Można być przyjacielem od czasu do czasu i wtedy trzeba się często widywać, gdyż to właśnie ten czas wyznacza ramy przyjaźni, a spotkania zasięg dusz. Ale można też zapaść komuś w pamięci serca, zapisać się w myślach na zawsze i wtedy czas nie ma żadnego znaczenia, bo odtąd zawsze możemy być blisko. Tych, których nosimy w sercu, można spotkać wszędzie i wszędzie ze sobą zabrać.
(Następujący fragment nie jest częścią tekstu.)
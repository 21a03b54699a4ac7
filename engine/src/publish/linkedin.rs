//! LinkedIn REST client
//!
//! Implements [`PublishTarget`] against the versioned `/rest` API and
//! [`EngagementSource`] against `socialActions`.

use super::{PostRequest, PublishTarget, UploadTicket};
use crate::analytics::{Engagement, EngagementSource};
use crate::secrets::SecretString;
use crate::upstream::{check_status, UpstreamError};
use async_trait::async_trait;
use reqwest::header::{HeaderMap, HeaderValue, AUTHORIZATION, CONTENT_TYPE};
use reqwest::StatusCode;
use serde::Deserialize;
use serde_json::{json, Value};
use std::time::Duration;
use tracing::debug;

const RESTLI_PROTOCOL_VERSION: &str = "2.0.0";

pub struct LinkedInClient {
    base_url: String,
    client: reqwest::Client,
}

#[derive(Debug, Deserialize)]
struct InitializeUploadResponse {
    value: InitializeUploadValue,
}

#[derive(Debug, Deserialize)]
#[serde(rename_all = "camelCase")]
struct InitializeUploadValue {
    upload_url: String,
    image: String,
}

#[derive(Debug, Default, Deserialize)]
#[serde(rename_all = "camelCase")]
struct SocialActions {
    #[serde(default)]
    likes_summary: Option<LikesSummary>,
    #[serde(default)]
    comments_summary: Option<CommentsSummary>,
}

#[derive(Debug, Deserialize)]
#[serde(rename_all = "camelCase")]
struct LikesSummary {
    #[serde(default)]
    total_likes: u64,
}

#[derive(Debug, Deserialize)]
#[serde(rename_all = "camelCase")]
struct CommentsSummary {
    #[serde(default, alias = "aggregatedTotalComments")]
    total_comments: u64,
}

impl LinkedInClient {
    pub fn new(
        base_url: &str,
        api_version: &str,
        access_token: &SecretString,
        timeout: Duration,
    ) -> Result<Self, UpstreamError> {
        let mut headers = HeaderMap::new();
        let mut auth = HeaderValue::from_str(&format!("Bearer {}", access_token.unsecure()))
            .map_err(|_| UpstreamError::InvalidRequest("access token is not a valid header".into()))?;
        auth.set_sensitive(true);
        headers.insert(AUTHORIZATION, auth);
        headers.insert(
            "X-Restli-Protocol-Version",
            HeaderValue::from_static(RESTLI_PROTOCOL_VERSION),
        );
        headers.insert(
            "LinkedIn-Version",
            HeaderValue::from_str(api_version)
                .map_err(|_| UpstreamError::InvalidRequest("invalid LinkedIn-Version".into()))?,
        );

        let client = reqwest::Client::builder()
            .timeout(timeout)
            .default_headers(headers)
            .build()
            .map_err(UpstreamError::from_reqwest)?;

        Ok(Self {
            base_url: base_url.trim_end_matches('/').to_string(),
            client,
        })
    }
}

fn post_body(request: &PostRequest) -> Value {
    let mut body = json!({
        "author": request.author,
        "commentary": request.text,
        "visibility": "PUBLIC",
        "distribution": {
            "feedDistribution": "MAIN_FEED",
            "targetEntities": [],
            "thirdPartyDistributionChannels": []
        },
        "lifecycleState": "PUBLISHED",
        "isReshareDisabledByAuthor": false
    });

    if let Some(asset) = &request.asset_urn {
        body["content"] = json!({ "media": { "id": asset } });
    }

    body
}

#[async_trait]
impl PublishTarget for LinkedInClient {
    fn name(&self) -> &str {
        "linkedin"
    }

    async fn register_upload(&self, owner: &str) -> Result<UploadTicket, UpstreamError> {
        let response = self
            .client
            .post(format!("{}/rest/images?action=initializeUpload", self.base_url))
            .json(&json!({ "initializeUploadRequest": { "owner": owner } }))
            .send()
            .await
            .map_err(UpstreamError::from_reqwest)?;

        let parsed: InitializeUploadResponse = check_status(response)
            .await?
            .json()
            .await
            .map_err(|e| UpstreamError::Parse(e.to_string()))?;

        debug!(urn = %parsed.value.image, "Upload registered");
        Ok(UploadTicket {
            upload_target: parsed.value.upload_url,
            asset_urn: parsed.value.image,
        })
    }

    async fn upload(
        &self,
        ticket: &UploadTicket,
        bytes: &[u8],
        mime_type: &str,
    ) -> Result<(), UpstreamError> {
        let response = self
            .client
            .put(&ticket.upload_target)
            .header(CONTENT_TYPE, mime_type)
            .body(bytes.to_vec())
            .send()
            .await
            .map_err(UpstreamError::from_reqwest)?;

        check_status(response).await?;
        Ok(())
    }

    async fn create_post(&self, request: &PostRequest) -> Result<String, UpstreamError> {
        let response = self
            .client
            .post(format!("{}/rest/posts", self.base_url))
            .json(&post_body(request))
            .send()
            .await
            .map_err(UpstreamError::from_reqwest)?;

        let response = check_status(response).await?;

        let header_id = response
            .headers()
            .get("x-restli-id")
            .and_then(|v| v.to_str().ok())
            .map(str::to_string);
        if let Some(id) = header_id.filter(|id| !id.is_empty()) {
            return Ok(id);
        }

        let body: Value = response
            .json()
            .await
            .map_err(|_| UpstreamError::Parse("post created without an id".to_string()))?;
        body.get("id")
            .and_then(Value::as_str)
            .filter(|id| !id.is_empty())
            .map(str::to_string)
            .ok_or_else(|| UpstreamError::Parse("post created without an id".to_string()))
    }
}

#[async_trait]
impl EngagementSource for LinkedInClient {
    async fn engagement(&self, urn: &str) -> Result<Option<Engagement>, UpstreamError> {
        let response = self
            .client
            .get(format!(
                "{}/rest/socialActions/{}",
                self.base_url,
                urlencoding::encode(urn)
            ))
            .send()
            .await
            .map_err(UpstreamError::from_reqwest)?;

        // Personal profiles cannot read their own social actions
        if matches!(response.status(), StatusCode::FORBIDDEN | StatusCode::NOT_FOUND) {
            debug!(urn, status = %response.status(), "Engagement unavailable");
            return Ok(None);
        }

        let actions: SocialActions = check_status(response)
            .await?
            .json()
            .await
            .map_err(|e| UpstreamError::Parse(e.to_string()))?;

        // socialActions has no impression count
        Ok(Some(Engagement {
            views: None,
            likes: actions.likes_summary.map(|l| l.total_likes).unwrap_or(0),
            comments: actions.comments_summary.map(|c| c.total_comments).unwrap_or(0),
        }))
    }
}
Dlatego wiem, że nie zdziwisz się, że cię noszę w zakładce z zasuszonej lawendy, która kwitnie najpiękniej niedaleko za twoim domem, albo że gdy mam ważny egzamin zakładam niebieską koszulę i wciąż używam tych samych perfum, które miałam na sobie, gdy spotkaliśmy się po raz pierwszy. Podobnie jak wiem, że się nie dziwisz, kiedy znikam na dłużej niż zwykle, albo gdy milczę za długo o jedną pełnię księżyca. Nie pytasz mnie czy mi smutno, bo wiesz kiedy mi smutno, nie sprawdzasz czy pamiętam, bo wiesz, że nie umiałabym zapomnieć, nie każesz mi się wypłakać, bo wiesz ile kosztuje jedna łza, nie radzisz mi się wygadać, bo znasz mnie na tyle, by wiedzieć, że cierpię zawsze w milczeniu. I dlatego nie dzieli nas żadna czasoprzestrzeń i nie musimy dzielić tego samego kawałka podłogi, ani nawet tego samego skrawka wszechświata, żeby być obok, na odległość rozpiętości ramion, które zawsze pozostają otwarte. I właśnie ta świadomość sprawia, że nie ma znaczenia czy rozmawialiśmy ze sobą wczoraj, czy rok temu o tej samej porze, bo mamy przecież dla siebie zawsze tę samą odpowiedź na najważniejsze pytania.

137 917 wyświetleń
1393 teksty
282 obserwujących
  • fyrfle

    13 February 2016, 15:14

    Ło Matko!:)

  • giulietka

    10 February 2016, 14:25

    Może i dziwność, Mirku, a jednak... możliwa i autentyczna.

  • fyrfle

    10 February 2016, 11:50

    Brzmi jak modlitwa - rozmowa z Bogiem, może aniołem, bo czy takie relacje z człowiekiem żywym, to nie dziwność?

  • giulietka

    9 February 2016, 11:16

    Tak to na pewno ci sami;)
    Ps. Ależ doskonale pamiętam jaką pijasz kawę;)

  • Adnachiel

    9 February 2016, 10:27

    A może to o tych, którzy się już tu dawno odnaleźli.
    Bo ja się odnalazłem :)
    W tej niebieskiej koszuli.
    I odnalazłem Ciebie.
    Gdy wbiegałaś po schodach :)
    Zgubiłaś świetliki, ale kawę i tak poproszę :)
    Z mlekiem, bez cukru :)

  • giulietka

    9 February 2016, 08:15

    Doris, trafiłaś w samo sedno, dziękuję!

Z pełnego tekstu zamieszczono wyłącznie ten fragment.